Task data —
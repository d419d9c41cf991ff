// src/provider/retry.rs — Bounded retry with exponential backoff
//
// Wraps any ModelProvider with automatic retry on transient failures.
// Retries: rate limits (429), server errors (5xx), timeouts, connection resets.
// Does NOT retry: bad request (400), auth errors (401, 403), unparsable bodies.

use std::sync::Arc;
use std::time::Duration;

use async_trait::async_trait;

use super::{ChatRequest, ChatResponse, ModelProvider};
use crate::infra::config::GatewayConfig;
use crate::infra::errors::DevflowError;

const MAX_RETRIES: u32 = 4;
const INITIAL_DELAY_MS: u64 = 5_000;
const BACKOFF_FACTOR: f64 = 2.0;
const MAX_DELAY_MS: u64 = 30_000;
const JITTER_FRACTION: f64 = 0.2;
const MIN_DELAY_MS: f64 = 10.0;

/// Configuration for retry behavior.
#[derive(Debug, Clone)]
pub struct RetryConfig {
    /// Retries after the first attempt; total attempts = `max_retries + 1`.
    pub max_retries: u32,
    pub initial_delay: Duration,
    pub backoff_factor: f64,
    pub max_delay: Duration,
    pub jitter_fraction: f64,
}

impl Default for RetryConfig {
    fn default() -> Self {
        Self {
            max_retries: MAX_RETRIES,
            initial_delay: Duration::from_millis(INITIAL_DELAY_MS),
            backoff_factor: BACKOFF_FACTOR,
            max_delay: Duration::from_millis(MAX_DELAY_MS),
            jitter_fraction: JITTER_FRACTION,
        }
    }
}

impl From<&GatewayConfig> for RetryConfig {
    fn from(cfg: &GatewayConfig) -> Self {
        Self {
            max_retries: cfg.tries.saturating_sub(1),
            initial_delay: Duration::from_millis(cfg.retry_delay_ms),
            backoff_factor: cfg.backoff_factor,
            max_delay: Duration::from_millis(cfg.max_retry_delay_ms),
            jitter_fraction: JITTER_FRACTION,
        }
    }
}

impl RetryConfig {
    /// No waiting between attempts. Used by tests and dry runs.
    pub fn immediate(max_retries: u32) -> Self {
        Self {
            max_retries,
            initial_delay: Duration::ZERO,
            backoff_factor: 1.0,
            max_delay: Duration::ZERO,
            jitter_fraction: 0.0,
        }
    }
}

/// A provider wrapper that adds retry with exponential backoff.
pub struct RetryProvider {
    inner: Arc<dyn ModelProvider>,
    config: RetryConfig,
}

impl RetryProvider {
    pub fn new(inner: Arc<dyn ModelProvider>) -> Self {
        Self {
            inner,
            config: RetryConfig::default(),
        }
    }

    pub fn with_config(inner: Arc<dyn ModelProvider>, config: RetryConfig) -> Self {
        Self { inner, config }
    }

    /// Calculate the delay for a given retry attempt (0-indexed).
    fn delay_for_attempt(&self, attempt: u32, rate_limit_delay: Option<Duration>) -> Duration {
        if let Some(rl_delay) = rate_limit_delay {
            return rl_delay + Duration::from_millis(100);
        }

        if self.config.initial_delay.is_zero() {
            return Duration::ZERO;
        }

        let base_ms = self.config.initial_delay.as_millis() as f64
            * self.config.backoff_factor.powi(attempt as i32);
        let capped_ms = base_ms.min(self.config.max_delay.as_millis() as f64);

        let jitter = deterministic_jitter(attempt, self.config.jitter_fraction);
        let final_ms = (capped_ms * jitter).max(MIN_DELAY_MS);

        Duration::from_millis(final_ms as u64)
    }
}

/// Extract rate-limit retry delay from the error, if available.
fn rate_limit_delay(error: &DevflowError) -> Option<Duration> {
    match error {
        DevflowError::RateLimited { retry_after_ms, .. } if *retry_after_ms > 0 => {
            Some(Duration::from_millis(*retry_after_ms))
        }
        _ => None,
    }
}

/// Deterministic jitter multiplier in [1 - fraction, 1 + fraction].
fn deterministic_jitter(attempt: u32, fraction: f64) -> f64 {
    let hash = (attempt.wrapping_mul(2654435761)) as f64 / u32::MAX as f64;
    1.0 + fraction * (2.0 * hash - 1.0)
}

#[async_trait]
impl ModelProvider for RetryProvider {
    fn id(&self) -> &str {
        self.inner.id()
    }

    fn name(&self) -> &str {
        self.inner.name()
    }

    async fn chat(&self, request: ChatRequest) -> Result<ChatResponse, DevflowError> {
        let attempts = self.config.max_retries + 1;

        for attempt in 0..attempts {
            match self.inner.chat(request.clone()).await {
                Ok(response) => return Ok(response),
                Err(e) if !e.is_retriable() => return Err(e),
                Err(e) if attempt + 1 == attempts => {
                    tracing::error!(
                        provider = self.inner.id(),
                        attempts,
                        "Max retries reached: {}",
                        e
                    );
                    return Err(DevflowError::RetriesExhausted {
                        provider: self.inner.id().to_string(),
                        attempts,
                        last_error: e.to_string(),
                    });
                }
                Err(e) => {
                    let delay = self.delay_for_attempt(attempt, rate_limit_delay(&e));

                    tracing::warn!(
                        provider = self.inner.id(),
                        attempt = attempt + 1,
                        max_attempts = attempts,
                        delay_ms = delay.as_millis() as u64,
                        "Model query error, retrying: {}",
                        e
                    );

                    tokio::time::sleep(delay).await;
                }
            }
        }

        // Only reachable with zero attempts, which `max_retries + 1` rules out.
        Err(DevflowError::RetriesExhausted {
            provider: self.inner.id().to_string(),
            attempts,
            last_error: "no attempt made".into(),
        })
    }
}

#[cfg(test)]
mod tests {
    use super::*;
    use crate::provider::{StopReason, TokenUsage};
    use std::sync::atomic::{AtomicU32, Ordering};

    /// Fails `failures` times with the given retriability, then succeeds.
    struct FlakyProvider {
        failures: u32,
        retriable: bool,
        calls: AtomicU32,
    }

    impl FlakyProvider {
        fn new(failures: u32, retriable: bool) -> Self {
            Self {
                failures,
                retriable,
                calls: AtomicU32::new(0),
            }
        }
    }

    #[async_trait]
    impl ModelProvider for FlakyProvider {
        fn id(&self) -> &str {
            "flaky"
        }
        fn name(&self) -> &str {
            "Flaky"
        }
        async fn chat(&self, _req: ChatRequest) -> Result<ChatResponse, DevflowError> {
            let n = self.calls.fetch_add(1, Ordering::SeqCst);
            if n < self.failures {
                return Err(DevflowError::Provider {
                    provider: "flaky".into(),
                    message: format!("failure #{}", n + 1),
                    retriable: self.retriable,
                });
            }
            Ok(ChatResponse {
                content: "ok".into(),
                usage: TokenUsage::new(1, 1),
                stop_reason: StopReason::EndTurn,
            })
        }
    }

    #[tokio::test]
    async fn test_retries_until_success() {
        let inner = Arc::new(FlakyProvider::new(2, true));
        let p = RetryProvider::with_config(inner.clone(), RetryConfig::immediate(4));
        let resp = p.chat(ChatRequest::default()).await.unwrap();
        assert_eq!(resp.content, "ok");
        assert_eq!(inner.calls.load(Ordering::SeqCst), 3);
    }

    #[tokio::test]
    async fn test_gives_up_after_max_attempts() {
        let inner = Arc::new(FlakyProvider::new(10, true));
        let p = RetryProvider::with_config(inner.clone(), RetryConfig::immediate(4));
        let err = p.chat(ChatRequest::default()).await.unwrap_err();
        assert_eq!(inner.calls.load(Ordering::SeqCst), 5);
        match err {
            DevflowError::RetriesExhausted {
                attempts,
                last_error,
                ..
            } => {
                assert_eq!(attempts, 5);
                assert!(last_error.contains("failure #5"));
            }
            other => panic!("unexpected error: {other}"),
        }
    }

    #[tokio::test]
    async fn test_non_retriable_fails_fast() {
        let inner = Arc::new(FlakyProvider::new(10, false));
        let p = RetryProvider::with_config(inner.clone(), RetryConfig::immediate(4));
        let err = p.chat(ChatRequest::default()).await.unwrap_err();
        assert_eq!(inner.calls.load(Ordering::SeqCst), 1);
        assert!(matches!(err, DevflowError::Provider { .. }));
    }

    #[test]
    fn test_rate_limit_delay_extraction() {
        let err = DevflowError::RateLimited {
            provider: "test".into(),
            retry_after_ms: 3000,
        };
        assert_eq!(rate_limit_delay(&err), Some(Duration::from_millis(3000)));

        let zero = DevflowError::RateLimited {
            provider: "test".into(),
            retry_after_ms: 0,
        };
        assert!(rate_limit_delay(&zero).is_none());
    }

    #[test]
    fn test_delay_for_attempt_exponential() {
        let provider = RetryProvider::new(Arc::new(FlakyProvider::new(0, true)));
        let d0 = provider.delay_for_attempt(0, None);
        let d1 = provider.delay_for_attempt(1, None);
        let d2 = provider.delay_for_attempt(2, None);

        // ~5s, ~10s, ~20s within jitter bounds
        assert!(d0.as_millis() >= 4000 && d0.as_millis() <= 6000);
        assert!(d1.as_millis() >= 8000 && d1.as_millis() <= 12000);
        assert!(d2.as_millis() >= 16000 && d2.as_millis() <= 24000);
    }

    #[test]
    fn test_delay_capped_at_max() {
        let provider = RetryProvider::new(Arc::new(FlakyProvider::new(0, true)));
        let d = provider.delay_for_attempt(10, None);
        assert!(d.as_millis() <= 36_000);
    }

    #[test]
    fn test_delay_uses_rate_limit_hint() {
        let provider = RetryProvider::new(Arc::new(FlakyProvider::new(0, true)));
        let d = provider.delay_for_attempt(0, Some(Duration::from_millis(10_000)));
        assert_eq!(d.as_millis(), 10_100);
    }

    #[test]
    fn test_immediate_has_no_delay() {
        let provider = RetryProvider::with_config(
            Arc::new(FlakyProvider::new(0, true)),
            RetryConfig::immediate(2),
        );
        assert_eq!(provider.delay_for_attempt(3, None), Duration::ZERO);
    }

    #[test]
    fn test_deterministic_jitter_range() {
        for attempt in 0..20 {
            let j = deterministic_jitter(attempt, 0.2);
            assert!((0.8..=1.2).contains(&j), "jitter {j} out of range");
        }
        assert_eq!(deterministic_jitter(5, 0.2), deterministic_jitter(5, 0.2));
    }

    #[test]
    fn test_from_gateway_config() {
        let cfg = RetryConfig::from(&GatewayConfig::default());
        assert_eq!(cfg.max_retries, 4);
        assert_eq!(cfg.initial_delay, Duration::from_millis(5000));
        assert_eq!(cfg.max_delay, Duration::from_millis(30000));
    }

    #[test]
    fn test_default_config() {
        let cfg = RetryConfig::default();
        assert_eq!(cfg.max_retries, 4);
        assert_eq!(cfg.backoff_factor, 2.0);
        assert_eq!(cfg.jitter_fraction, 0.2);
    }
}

Activity — Every line from the start of the listing through the line with "timeouts, connection resets." should be reproduced exactly, and no other line.

Task answer —
repository d419d9c41cf991ff
// src/provider/retry.rs — Bounded retry with exponential backoff
//
// Wraps any ModelProvider with automatic retry on transient failures.
// Retries: rate limits (429), server errors (5xx), timeouts, connection resets.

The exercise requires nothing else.